The study included 47 patients with IBS, diagnosed using the Rome III criteria, and 30 healthy controls. Among the IBS patients, 20 were classified as IBS-C, 20 as IBS-D, and 7 as IBS-U. Participants were recruited from a gastroenterology outpatient clinic in northern India. Exclusion criteria included recent use of antibiotics, probiotics, or prokinetics, as well as a history of gastrointestinal surgery, inflammatory bowel disease, or celiac disease.
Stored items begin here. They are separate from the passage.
//! Fetch-style HTTP client for the todo API.
//!
//! # Design
//! `ApiClient` holds a base URL and a [`Transport`]; every call goes through
//! [`ApiClient::request`], which merges default headers, attaches the bearer
//! token when one is supplied, and funnels the response through
//! [`parse_response`] — the single normalization routine shared with the
//! interceptor client, so both variants are equivalent by construction.

use serde::de::DeserializeOwned;
use serde::Serialize;
use serde_json::Value;

use crate::error::{ApiError, AUTH_FAILED_MESSAGE};
use crate::http::{HttpMethod, HttpRequest, HttpResponse, Transport, UreqTransport};

/// Blocking client over a configured base URL.
pub struct ApiClient {
    base_url: String,
    transport: Box<dyn Transport>,
}

impl ApiClient {
    pub fn new(base_url: &str) -> Self {
        Self::with_transport(base_url, Box::new(UreqTransport::new()))
    }

    pub fn with_transport(base_url: &str, transport: Box<dyn Transport>) -> Self {
        Self {
            base_url: base_url.trim_end_matches('/').to_string(),
            transport,
        }
    }

    pub fn base_url(&self) -> &str {
        &self.base_url
    }

    /// Issue a request and return the parsed response payload.
    ///
    /// The URL is `base_url` + `endpoint`. A `Content-Type: application/json`
    /// header is always sent; `Authorization: Bearer <token>` is attached
    /// only when `token` is present and non-empty. JSON bodies parse into
    /// [`Value`], anything else comes back as a string value.
    pub fn request(
        &self,
        method: HttpMethod,
        endpoint: &str,
        body: Option<String>,
        token: Option<&str>,
    ) -> Result<Value, ApiError> {
        let mut headers = vec![("Content-Type".to_string(), "application/json".to_string())];
        if let Some(token) = token {
            if !token.trim().is_empty() {
                headers.push(("Authorization".to_string(), format!("Bearer {token}")));
            }
        }

        let request = HttpRequest {
            method,
            url: format!("{}{endpoint}", self.base_url),
            headers,
            body,
        };
        log::debug!("{:?} {}", request.method, request.url);

        let response = self
            .transport
            .send(&request)
            .map_err(|e| ApiError::Network(e.to_string()))?;
        parse_response(response)
    }

    pub fn get<T: DeserializeOwned>(&self, endpoint: &str, token: Option<&str>) -> Result<T, ApiError> {
        decode(self.request(HttpMethod::Get, endpoint, None, token)?)
    }

    pub fn post<T: DeserializeOwned>(
        &self,
        endpoint: &str,
        body: &impl Serialize,
        token: Option<&str>,
    ) -> Result<T, ApiError> {
        decode(self.request(HttpMethod::Post, endpoint, Some(encode(body)?), token)?)
    }

    pub fn put<T: DeserializeOwned>(
        &self,
        endpoint: &str,
        body: &impl Serialize,
        token: Option<&str>,
    ) -> Result<T, ApiError> {
        decode(self.request(HttpMethod::Put, endpoint, Some(encode(body)?), token)?)
    }

    pub fn delete<T: DeserializeOwned>(&self, endpoint: &str, token: Option<&str>) -> Result<T, ApiError> {
        decode(self.request(HttpMethod::Delete, endpoint, None, token)?)
    }
}

fn encode(body: &impl Serialize) -> Result<String, ApiError> {
    serde_json::to_string(body).map_err(|e| ApiError::Serialization(e.to_string()))
}

fn decode<T: DeserializeOwned>(value: Value) -> Result<T, ApiError> {
    serde_json::from_value(value).map_err(|e| ApiError::MalformedResponse(e.to_string()))
}

/// Normalize a raw response into a payload or an [`ApiError`].
///
/// Success: a JSON body parses into [`Value`] (a declared-JSON body that does
/// not parse is malformed), any other body comes back as a string value.
/// Failure: the error message prefers a `message` field in a JSON body, then
/// a non-empty text body, then the status text — except 401, which always
/// carries [`AUTH_FAILED_MESSAGE`] no matter what the server sent.
pub(crate) fn parse_response(response: HttpResponse) -> Result<Value, ApiError> {
    if response.is_success() {
        return if response.is_json() {
            serde_json::from_str(&response.body)
                .map_err(|e| ApiError::MalformedResponse(e.to_string()))
        } else {
            Ok(Value::String(response.body))
        };
    }

    let payload: Option<Value> = if response.is_json() {
        serde_json::from_str(&response.body).ok()
    } else if response.body.is_empty() {
        None
    } else {
        Some(Value::String(response.body.clone()))
    };

    let message = if response.status == 401 {
        AUTH_FAILED_MESSAGE.to_string()
    } else {
        payload
            .as_ref()
            .and_then(|p| p.get("message"))
            .and_then(Value::as_str)
            .map(str::to_string)
            .or_else(|| match &payload {
                Some(Value::String(text)) if !text.is_empty() => Some(text.clone()),
                _ => None,
            })
            .unwrap_or_else(|| response.status_text.clone())
    };

    Err(ApiError::Http {
        status: response.status,
        message,
        payload,
    })
}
What were the most important findings?

The study found significant microbial shifts in the fecal samples of IBS patients compared to healthy controls. Notably, the abundance of beneficial microbes like Bifidobacterium and Lactobacillus species was reduced, while pathogenic and opportunistic bacteria such as Pseudomonas aeruginosa, Bacteroides thetaiotamicron, Veillonella, Ruminococcus productus, and Gram-negative bacteria were significantly elevated in IBS patients. Among IBS subtypes, P. aeruginosa was found in 97.9% of IBS cases compared to only 33.3% of healthy controls, indicating its potential role as a microbial marker for IBS. Additionally, Bacteroides thetaiotamicron and segmented filamentous bacteria (SFB) were more abundant in IBS-D than in IBS-C, while Veillonella was elevated specifically in IBS-C patients. Abdominal distension and bloating were associated with increased numbers of Bacteroides thetaiotamicron, Clostridium coccoides, and P. aeruginosa, suggesting that microbial dysbiosis might contribute to symptom severity. Principal component analysis further confirmed distinct microbial profiles across IBS subtypes, supporting the hypothesis that gut microbiota composition is intrinsically linked to symptom manifestation in IBS.

What are the greatest implications of this study?
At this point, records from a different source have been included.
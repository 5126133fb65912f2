//! HTTP transport types and the transport seam.
//!
//! # Design
//! Requests and responses are plain data, so everything above the transport
//! is deterministic and testable without a network: tests implement
//! [`Transport`] with canned responses, production uses [`UreqTransport`].
//! All fields use owned types (`String`, `Vec`) so values move freely
//! between threads and test fixtures.

use thiserror::Error;

/// HTTP method for a request.
#[derive(Debug, Clone, Copy, PartialEq, Eq)]
pub enum HttpMethod {
    Get,
    Post,
    Put,
    Delete,
}

/// An HTTP request described as plain data, ready for a [`Transport`] to
/// execute.
#[derive(Debug, Clone)]
pub struct HttpRequest {
    pub method: HttpMethod,
    pub url: String,
    pub headers: Vec<(String, String)>,
    pub body: Option<String>,
}

/// An HTTP response described as plain data.
#[derive(Debug, Clone)]
pub struct HttpResponse {
    pub status: u16,
    /// Canonical reason phrase for `status`, e.g. `"Not Found"`. Used as the
    /// last-resort error message when the body carries nothing better.
    pub status_text: String,
    pub headers: Vec<(String, String)>,
    pub body: String,
}

impl HttpResponse {
    pub fn is_success(&self) -> bool {
        (200..300).contains(&self.status)
    }

    pub fn content_type(&self) -> Option<&str> {
        self.headers
            .iter()
            .find(|(name, _)| name.eq_ignore_ascii_case("content-type"))
            .map(|(_, value)| value.as_str())
    }

    /// Whether the response declared a JSON body.
    pub fn is_json(&self) -> bool {
        self.content_type()
            .is_some_and(|value| value.contains("application/json"))
    }
}

/// A transport-level failure: no response was received at all. Status-code
/// failures are not transport errors — they come back as [`HttpResponse`]
/// data.
#[derive(Debug, Error)]
#[error("{0}")]
pub struct TransportError(pub String);

/// Executes an [`HttpRequest`] against the network. The injectable seam that
/// lets tests replace the wire with canned responses.
pub trait Transport: Send + Sync {
    fn send(&self, request: &HttpRequest) -> Result<HttpResponse, TransportError>;
}

/// Production transport backed by a blocking `ureq` agent.
pub struct UreqTransport {
    agent: ureq::Agent,
}

impl UreqTransport {
    /// Disables ureq's automatic status-code-as-error behavior so 4xx/5xx
    /// responses come back as data and status interpretation stays in one
    /// place.
    pub fn new() -> Self {
        let agent = ureq::Agent::config_builder()
            .http_status_as_error(false)
            .build()
            .new_agent();
        Self { agent }
    }
}

impl Default for UreqTransport {
    fn default() -> Self {
        Self::new()
    }
}

impl Transport for UreqTransport {
    fn send(&self, request: &HttpRequest) -> Result<HttpResponse, TransportError> {
        let result = match (request.method, &request.body) {
            (HttpMethod::Get, _) => {
                let mut builder = self.agent.get(&request.url);
                for (name, value) in &request.headers {
                    builder = builder.header(name.as_str(), value.as_str());
                }
                builder.call()
            }
            (HttpMethod::Delete, _) => {
                let mut builder = self.agent.delete(&request.url);
                for (name, value) in &request.headers {
                    builder = builder.header(name.as_str(), value.as_str());
                }
                builder.call()
            }
            (HttpMethod::Post, body) => {
                let mut builder = self.agent.post(&request.url);
                for (name, value) in &request.headers {
                    builder = builder.header(name.as_str(), value.as_str());
                }
                match body {
                    Some(body) => builder.send(body.as_bytes()),
                    None => builder.send_empty(),
                }
            }
            (HttpMethod::Put, body) => {
                let mut builder = self.agent.put(&request.url);
                for (name, value) in &request.headers {
                    builder = builder.header(name.as_str(), value.as_str());
                }
                match body {
                    Some(body) => builder.send(body.as_bytes()),
                    None => builder.send_empty(),
                }
            }
        };

        let response = result.map_err(|e| TransportError(e.to_string()))?;
        Ok(read_response(response))
    }
}

/// Flatten a ureq response into the plain-data [`HttpResponse`] both client
/// variants normalize from.
pub(crate) fn read_response(mut response: ureq::http::Response<ureq::Body>) -> HttpResponse {
    let status = response.status().as_u16();
    let status_text = response
        .status()
        .canonical_reason()
        .unwrap_or_default()
        .to_string();
    let headers = response
        .headers()
        .iter()
        .filter_map(|(name, value)| {
            value
                .to_str()
                .ok()
                .map(|v| (name.as_str().to_string(), v.to_string()))
        })
        .collect();
    let body = response.body_mut().read_to_string().unwrap_or_default();
    HttpResponse {
        status,
        status_text,
        headers,
        body,
    }
}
This study strongly supports the hypothesis that gut microbiota dysbiosis is associated with IBS and its subtypes. The pronounced presence of Pseudomonas aeruginosa and Bacteroides thetaiotamicron in IBS patients, especially those with diarrhea-predominant symptoms, suggests that these bacteria could serve as microbial biomarkers for IBS. Furthermore, the differential microbial patterns observed between IBS-C and IBS-D imply that targeted microbial therapies could be developed to address specific dysbiotic signatures. Importantly, the study highlights the role of gut dysbiosis in driving clinical symptoms such as bloating and abdominal distension, reinforcing the need for microbiome-targeted interventions as part of a comprehensive therapeutic strategy for IBS.